Problem description ->
Pick out every line in the data below that holds "never".
Content starts
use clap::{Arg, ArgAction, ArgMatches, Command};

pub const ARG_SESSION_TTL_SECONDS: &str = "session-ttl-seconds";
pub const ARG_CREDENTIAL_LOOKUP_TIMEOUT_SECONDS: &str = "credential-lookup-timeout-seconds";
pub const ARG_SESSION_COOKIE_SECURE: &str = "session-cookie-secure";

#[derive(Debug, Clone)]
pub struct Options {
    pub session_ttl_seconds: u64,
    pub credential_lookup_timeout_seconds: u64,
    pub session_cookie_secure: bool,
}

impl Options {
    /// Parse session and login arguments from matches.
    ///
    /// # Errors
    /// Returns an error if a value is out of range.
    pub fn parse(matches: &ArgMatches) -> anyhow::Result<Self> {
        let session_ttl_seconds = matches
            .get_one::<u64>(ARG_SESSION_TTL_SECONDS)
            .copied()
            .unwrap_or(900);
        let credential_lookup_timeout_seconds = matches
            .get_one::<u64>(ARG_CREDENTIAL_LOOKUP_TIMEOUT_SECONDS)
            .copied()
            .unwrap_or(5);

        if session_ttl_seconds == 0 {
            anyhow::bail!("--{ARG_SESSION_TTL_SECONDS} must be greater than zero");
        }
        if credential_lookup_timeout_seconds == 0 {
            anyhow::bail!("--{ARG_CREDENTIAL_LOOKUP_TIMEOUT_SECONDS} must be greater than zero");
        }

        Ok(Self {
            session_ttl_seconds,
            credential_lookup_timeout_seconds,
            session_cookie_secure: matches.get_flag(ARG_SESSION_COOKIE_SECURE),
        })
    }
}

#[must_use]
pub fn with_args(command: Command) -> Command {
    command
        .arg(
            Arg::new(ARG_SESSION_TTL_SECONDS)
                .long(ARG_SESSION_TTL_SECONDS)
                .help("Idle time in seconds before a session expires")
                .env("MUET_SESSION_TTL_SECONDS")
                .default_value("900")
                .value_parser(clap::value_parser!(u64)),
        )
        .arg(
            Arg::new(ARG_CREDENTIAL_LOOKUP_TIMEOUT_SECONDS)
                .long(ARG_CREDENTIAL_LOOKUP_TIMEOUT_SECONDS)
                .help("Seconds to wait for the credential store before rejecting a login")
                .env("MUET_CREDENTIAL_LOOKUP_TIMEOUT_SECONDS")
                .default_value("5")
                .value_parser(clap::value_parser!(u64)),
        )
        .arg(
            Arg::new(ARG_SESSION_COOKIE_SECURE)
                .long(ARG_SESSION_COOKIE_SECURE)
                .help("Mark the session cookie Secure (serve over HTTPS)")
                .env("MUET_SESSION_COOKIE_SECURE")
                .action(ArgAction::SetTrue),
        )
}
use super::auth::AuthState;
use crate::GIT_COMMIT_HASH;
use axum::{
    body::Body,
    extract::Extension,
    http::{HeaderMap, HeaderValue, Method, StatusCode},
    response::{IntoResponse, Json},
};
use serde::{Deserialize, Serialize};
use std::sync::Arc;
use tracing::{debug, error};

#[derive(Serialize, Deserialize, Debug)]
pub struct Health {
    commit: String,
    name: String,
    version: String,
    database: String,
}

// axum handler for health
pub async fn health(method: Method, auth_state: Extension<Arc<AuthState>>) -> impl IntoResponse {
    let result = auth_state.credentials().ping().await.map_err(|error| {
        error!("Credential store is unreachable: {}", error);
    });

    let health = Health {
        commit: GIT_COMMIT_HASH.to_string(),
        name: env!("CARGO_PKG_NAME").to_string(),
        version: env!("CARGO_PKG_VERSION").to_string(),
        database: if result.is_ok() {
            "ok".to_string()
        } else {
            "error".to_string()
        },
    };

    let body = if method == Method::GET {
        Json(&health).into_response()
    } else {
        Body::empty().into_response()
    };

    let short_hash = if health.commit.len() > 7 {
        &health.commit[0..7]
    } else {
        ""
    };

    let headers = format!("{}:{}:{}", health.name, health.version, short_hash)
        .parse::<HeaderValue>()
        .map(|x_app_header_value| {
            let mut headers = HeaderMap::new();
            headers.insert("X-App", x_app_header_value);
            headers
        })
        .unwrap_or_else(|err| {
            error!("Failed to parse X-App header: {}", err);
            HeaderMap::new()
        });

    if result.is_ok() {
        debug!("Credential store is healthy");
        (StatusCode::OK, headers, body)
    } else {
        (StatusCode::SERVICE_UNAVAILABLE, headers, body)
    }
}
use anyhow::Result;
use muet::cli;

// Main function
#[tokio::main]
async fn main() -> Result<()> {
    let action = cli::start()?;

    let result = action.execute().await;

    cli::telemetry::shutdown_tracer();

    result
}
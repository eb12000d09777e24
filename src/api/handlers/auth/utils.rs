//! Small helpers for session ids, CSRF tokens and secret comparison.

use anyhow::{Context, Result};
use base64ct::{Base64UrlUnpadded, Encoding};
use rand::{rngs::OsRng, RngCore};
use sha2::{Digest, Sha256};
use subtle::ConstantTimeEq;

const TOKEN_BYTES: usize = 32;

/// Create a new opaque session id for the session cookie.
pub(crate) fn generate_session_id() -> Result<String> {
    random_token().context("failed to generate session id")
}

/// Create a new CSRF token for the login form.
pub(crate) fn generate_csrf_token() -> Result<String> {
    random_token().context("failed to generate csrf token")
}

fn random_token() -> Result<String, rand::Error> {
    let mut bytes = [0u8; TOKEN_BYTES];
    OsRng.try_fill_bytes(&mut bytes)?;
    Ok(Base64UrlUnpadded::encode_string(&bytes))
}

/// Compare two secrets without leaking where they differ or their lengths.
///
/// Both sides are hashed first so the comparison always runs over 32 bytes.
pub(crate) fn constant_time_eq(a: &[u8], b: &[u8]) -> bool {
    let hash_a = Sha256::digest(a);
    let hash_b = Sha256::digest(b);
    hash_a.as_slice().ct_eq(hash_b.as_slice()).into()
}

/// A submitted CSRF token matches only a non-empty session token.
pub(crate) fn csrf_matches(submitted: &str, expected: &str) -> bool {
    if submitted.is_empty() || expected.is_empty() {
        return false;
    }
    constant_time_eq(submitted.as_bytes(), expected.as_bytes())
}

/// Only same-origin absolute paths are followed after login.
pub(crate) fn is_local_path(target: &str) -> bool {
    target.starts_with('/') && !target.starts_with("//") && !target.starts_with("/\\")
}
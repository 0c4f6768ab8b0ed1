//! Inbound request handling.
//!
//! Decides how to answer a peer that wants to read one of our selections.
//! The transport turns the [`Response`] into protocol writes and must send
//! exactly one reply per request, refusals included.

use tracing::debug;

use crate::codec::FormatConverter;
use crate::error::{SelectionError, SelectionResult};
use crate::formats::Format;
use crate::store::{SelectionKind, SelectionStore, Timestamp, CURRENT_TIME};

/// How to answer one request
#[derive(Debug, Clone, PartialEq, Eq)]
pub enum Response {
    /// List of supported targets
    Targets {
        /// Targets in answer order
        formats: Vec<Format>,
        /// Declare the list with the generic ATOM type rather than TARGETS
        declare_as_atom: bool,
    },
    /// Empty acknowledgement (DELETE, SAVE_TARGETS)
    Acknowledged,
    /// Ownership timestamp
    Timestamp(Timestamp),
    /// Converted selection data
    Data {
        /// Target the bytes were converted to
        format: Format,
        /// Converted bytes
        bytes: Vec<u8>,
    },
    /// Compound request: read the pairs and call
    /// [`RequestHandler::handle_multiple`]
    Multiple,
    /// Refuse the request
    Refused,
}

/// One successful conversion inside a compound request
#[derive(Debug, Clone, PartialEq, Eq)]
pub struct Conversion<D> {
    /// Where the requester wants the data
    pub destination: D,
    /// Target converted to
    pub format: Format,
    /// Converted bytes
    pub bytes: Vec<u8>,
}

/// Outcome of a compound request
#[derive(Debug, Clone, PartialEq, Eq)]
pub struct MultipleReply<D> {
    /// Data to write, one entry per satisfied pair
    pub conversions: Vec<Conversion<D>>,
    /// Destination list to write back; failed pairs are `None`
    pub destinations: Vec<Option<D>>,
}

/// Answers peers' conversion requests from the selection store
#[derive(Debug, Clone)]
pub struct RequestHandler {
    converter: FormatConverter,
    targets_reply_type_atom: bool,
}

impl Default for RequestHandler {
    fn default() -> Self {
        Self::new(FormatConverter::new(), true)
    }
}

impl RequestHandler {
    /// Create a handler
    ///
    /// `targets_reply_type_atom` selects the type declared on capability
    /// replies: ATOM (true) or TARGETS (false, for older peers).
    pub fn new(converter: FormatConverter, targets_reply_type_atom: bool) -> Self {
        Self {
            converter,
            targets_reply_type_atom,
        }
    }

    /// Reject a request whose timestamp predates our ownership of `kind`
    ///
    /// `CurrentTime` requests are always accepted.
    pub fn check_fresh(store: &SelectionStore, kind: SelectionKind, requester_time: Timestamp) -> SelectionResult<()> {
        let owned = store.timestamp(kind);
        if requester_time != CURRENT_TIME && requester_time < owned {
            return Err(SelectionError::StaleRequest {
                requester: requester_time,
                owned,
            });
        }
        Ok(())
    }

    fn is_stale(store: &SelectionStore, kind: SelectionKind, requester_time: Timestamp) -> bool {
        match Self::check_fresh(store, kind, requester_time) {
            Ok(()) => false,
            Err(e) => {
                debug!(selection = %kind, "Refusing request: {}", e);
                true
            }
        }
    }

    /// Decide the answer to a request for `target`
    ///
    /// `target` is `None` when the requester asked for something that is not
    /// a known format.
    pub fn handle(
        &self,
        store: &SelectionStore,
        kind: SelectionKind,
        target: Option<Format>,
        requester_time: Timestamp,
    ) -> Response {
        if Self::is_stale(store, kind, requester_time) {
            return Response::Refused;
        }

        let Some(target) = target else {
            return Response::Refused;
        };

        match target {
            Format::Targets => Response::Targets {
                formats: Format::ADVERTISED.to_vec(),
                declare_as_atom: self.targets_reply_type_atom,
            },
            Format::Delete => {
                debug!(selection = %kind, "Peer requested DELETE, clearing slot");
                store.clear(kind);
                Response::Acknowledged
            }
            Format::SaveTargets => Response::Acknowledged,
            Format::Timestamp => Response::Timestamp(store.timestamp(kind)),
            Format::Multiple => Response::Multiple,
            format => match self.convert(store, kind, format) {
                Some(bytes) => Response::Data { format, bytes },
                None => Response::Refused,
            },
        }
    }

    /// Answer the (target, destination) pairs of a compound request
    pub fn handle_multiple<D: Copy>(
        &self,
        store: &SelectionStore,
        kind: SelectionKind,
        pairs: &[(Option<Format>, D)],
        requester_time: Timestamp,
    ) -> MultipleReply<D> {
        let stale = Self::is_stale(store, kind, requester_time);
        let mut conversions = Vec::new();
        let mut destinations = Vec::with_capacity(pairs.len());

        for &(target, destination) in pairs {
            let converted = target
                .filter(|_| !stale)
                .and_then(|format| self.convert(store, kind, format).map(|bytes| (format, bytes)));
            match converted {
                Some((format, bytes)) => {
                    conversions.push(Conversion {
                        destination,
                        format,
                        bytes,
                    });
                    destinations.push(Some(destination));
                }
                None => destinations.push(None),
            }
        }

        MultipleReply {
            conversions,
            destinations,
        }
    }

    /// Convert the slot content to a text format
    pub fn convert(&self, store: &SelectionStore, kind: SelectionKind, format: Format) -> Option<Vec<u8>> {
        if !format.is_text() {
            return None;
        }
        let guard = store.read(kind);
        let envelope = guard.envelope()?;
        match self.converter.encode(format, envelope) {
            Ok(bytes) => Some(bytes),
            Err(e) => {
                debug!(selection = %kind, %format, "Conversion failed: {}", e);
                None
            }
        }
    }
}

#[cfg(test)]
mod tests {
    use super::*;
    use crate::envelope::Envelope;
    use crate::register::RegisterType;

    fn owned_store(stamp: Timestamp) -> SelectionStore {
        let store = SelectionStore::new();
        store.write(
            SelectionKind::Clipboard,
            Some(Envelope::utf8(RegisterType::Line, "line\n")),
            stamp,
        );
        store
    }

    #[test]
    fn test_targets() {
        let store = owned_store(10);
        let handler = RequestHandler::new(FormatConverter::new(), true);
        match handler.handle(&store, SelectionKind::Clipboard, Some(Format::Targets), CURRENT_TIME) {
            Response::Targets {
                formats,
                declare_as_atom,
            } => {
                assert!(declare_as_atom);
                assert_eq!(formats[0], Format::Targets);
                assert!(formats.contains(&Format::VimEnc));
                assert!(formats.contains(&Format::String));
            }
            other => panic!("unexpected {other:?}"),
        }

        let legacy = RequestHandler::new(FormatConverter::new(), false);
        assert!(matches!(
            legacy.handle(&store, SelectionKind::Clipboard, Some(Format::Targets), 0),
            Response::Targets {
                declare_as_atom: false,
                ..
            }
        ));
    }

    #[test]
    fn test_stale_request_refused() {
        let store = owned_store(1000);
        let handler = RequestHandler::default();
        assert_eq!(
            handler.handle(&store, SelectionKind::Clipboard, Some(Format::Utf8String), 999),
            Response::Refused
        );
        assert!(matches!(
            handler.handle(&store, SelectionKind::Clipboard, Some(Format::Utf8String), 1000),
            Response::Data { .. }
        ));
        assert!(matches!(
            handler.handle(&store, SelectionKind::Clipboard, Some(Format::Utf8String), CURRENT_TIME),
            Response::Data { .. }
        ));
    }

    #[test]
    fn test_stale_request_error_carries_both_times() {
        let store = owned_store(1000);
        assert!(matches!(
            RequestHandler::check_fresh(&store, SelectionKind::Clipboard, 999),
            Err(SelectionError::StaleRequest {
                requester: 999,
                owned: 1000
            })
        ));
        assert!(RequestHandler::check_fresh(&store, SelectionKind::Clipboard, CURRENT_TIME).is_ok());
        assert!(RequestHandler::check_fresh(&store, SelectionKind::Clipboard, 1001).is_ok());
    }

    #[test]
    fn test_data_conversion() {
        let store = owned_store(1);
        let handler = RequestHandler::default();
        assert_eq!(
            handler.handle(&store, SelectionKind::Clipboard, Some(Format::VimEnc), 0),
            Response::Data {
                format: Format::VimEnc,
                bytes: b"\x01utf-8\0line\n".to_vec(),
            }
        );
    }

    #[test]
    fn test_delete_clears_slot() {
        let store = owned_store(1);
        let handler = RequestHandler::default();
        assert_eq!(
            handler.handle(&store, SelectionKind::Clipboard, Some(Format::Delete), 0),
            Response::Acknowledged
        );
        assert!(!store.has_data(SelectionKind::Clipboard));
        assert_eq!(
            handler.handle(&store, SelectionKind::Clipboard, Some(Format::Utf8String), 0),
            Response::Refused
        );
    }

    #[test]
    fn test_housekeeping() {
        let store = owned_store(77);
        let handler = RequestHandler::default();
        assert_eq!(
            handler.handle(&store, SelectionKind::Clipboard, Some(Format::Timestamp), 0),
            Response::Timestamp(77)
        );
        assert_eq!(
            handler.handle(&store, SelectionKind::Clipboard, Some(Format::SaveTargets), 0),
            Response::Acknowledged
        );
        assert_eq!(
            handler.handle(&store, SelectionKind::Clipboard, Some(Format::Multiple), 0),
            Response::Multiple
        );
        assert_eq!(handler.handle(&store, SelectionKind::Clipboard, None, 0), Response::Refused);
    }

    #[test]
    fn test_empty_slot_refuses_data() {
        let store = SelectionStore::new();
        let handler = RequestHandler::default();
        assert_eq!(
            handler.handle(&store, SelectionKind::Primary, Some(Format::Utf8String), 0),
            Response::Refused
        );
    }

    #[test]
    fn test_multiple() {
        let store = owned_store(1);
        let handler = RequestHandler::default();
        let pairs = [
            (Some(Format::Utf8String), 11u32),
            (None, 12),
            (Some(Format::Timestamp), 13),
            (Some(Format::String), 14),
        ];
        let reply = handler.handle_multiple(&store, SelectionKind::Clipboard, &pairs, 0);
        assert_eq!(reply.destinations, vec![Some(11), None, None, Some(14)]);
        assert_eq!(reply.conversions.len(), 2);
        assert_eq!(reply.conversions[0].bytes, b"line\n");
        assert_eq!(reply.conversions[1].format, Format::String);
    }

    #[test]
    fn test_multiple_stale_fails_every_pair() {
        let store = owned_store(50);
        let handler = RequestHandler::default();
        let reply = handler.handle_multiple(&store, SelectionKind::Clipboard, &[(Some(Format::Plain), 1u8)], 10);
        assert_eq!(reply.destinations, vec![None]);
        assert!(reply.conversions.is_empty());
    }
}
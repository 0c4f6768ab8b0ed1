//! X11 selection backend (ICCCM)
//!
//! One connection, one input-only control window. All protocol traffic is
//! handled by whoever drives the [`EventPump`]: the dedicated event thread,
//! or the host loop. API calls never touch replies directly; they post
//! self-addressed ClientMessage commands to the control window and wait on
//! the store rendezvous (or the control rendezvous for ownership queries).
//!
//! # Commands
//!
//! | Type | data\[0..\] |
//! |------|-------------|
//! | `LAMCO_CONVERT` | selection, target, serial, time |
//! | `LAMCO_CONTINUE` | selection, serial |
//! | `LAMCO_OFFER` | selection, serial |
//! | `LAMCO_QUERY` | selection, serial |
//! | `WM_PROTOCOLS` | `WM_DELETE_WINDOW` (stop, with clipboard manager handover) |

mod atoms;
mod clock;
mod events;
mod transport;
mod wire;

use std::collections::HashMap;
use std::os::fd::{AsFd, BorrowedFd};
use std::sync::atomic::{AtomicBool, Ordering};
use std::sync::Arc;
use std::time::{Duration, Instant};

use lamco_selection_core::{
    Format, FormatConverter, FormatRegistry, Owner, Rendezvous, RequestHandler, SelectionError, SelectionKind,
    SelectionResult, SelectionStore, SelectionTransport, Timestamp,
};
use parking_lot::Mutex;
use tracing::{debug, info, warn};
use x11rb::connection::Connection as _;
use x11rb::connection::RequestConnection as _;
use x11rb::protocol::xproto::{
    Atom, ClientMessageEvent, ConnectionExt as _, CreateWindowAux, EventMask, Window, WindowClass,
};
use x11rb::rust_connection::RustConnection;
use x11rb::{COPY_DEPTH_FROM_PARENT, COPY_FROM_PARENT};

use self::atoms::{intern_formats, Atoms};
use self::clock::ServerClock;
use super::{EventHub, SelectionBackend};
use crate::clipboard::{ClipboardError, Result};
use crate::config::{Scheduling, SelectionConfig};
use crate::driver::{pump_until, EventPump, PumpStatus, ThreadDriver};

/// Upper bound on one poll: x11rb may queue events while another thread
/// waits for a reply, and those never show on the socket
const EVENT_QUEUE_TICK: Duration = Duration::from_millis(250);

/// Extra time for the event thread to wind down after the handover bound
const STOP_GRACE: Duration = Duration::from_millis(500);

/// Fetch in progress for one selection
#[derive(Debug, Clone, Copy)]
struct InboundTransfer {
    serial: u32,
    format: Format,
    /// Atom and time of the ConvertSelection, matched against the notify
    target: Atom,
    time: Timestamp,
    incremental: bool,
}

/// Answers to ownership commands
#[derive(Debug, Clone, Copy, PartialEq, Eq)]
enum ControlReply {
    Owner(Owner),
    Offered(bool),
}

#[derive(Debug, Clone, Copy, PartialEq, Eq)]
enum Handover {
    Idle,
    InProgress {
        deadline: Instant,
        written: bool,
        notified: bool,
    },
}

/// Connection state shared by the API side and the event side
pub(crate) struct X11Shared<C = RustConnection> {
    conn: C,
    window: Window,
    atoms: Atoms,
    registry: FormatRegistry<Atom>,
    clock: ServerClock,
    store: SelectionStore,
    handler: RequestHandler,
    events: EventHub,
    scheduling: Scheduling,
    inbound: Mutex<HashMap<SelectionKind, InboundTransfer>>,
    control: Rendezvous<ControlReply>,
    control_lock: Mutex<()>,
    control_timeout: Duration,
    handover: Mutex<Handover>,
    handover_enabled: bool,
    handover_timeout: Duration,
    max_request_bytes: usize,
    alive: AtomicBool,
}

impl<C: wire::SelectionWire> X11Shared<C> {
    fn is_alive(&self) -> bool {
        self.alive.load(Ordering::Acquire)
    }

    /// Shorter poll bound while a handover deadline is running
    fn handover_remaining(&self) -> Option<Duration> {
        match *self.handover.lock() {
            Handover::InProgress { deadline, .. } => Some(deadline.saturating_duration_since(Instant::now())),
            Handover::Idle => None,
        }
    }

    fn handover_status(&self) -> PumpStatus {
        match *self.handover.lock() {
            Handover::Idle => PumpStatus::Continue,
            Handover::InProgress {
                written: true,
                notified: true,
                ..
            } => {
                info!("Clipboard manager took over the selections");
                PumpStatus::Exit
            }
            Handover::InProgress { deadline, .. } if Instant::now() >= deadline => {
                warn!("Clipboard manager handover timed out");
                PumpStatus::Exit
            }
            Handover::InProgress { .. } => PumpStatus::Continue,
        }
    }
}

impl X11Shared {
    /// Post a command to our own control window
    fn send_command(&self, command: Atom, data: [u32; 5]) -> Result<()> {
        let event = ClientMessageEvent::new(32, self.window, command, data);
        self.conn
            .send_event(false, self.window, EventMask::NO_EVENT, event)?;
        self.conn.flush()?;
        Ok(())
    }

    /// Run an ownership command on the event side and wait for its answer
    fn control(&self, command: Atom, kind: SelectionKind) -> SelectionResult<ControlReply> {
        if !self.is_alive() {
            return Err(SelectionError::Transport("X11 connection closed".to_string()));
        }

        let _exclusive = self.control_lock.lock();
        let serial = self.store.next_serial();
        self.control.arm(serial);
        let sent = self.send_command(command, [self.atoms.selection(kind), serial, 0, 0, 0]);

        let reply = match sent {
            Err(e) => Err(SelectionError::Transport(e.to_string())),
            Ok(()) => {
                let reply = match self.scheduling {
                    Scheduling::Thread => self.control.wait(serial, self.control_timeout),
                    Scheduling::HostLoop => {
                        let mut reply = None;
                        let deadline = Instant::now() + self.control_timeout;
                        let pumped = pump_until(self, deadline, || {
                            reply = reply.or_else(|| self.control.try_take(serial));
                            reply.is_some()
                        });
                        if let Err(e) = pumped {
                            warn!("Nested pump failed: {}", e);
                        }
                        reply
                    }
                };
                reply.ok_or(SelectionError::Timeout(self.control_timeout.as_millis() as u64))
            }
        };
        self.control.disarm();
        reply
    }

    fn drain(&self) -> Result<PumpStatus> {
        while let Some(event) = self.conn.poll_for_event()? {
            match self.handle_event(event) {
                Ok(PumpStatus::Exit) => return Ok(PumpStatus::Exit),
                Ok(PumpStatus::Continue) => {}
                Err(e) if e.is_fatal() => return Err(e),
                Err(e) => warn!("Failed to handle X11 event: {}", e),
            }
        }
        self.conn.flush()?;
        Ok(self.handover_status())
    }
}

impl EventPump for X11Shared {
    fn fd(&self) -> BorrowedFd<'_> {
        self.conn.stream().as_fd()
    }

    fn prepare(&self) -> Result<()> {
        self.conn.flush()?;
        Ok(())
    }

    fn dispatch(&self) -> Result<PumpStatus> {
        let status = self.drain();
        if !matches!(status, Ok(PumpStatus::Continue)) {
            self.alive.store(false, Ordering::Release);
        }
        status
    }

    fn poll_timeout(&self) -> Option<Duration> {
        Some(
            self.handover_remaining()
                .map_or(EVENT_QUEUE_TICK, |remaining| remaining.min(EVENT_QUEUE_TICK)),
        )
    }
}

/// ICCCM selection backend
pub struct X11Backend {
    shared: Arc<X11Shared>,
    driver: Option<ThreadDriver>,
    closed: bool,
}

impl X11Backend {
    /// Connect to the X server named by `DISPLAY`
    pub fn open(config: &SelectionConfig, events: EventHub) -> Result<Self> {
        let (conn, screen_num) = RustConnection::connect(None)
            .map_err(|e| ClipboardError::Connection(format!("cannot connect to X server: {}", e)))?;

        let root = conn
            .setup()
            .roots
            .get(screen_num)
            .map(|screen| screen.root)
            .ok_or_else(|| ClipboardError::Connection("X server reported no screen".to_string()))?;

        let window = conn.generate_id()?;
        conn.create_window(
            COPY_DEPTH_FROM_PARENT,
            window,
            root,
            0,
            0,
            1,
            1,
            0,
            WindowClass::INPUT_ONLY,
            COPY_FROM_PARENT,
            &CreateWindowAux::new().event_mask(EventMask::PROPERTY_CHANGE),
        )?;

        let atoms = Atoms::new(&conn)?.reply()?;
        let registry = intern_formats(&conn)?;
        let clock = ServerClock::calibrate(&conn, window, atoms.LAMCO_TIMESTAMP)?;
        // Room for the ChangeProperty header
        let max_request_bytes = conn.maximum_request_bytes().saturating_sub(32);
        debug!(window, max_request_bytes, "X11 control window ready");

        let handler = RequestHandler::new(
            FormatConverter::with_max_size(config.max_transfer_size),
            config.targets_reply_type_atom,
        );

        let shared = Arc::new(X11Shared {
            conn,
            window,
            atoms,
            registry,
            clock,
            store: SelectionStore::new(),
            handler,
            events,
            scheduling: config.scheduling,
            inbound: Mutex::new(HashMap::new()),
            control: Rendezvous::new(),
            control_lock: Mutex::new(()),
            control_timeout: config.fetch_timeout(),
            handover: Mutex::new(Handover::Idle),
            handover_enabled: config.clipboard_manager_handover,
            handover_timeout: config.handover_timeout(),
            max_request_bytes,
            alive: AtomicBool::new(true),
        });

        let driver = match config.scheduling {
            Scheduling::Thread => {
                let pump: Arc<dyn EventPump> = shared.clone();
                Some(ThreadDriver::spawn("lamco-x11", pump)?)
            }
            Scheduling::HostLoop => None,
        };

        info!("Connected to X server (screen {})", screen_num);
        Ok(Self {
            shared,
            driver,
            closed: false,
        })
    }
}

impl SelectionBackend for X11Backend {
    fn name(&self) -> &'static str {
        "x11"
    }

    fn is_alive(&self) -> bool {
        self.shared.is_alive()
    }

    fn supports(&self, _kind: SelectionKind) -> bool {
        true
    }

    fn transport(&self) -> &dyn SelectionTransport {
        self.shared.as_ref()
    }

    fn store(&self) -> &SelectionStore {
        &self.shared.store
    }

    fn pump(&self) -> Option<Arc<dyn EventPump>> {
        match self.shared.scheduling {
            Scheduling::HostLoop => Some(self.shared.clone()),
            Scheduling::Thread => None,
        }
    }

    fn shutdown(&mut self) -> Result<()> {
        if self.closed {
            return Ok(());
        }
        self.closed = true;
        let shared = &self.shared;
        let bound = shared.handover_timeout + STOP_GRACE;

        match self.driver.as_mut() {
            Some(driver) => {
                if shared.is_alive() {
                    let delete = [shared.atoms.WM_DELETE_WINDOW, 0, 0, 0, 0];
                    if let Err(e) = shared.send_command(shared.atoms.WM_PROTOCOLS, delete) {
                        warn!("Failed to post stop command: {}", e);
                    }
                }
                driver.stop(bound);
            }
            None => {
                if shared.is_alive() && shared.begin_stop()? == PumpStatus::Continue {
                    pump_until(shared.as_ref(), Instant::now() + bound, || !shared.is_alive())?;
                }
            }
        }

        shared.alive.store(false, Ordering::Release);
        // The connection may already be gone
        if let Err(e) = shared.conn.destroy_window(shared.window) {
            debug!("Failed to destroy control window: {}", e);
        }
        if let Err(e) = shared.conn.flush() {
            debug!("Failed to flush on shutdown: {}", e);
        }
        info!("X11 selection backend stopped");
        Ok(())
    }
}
Content ends
Exercise output ->
//! or the host loop. API calls never touch replies directly; they post
/// waits for a reply, and those never show on the socket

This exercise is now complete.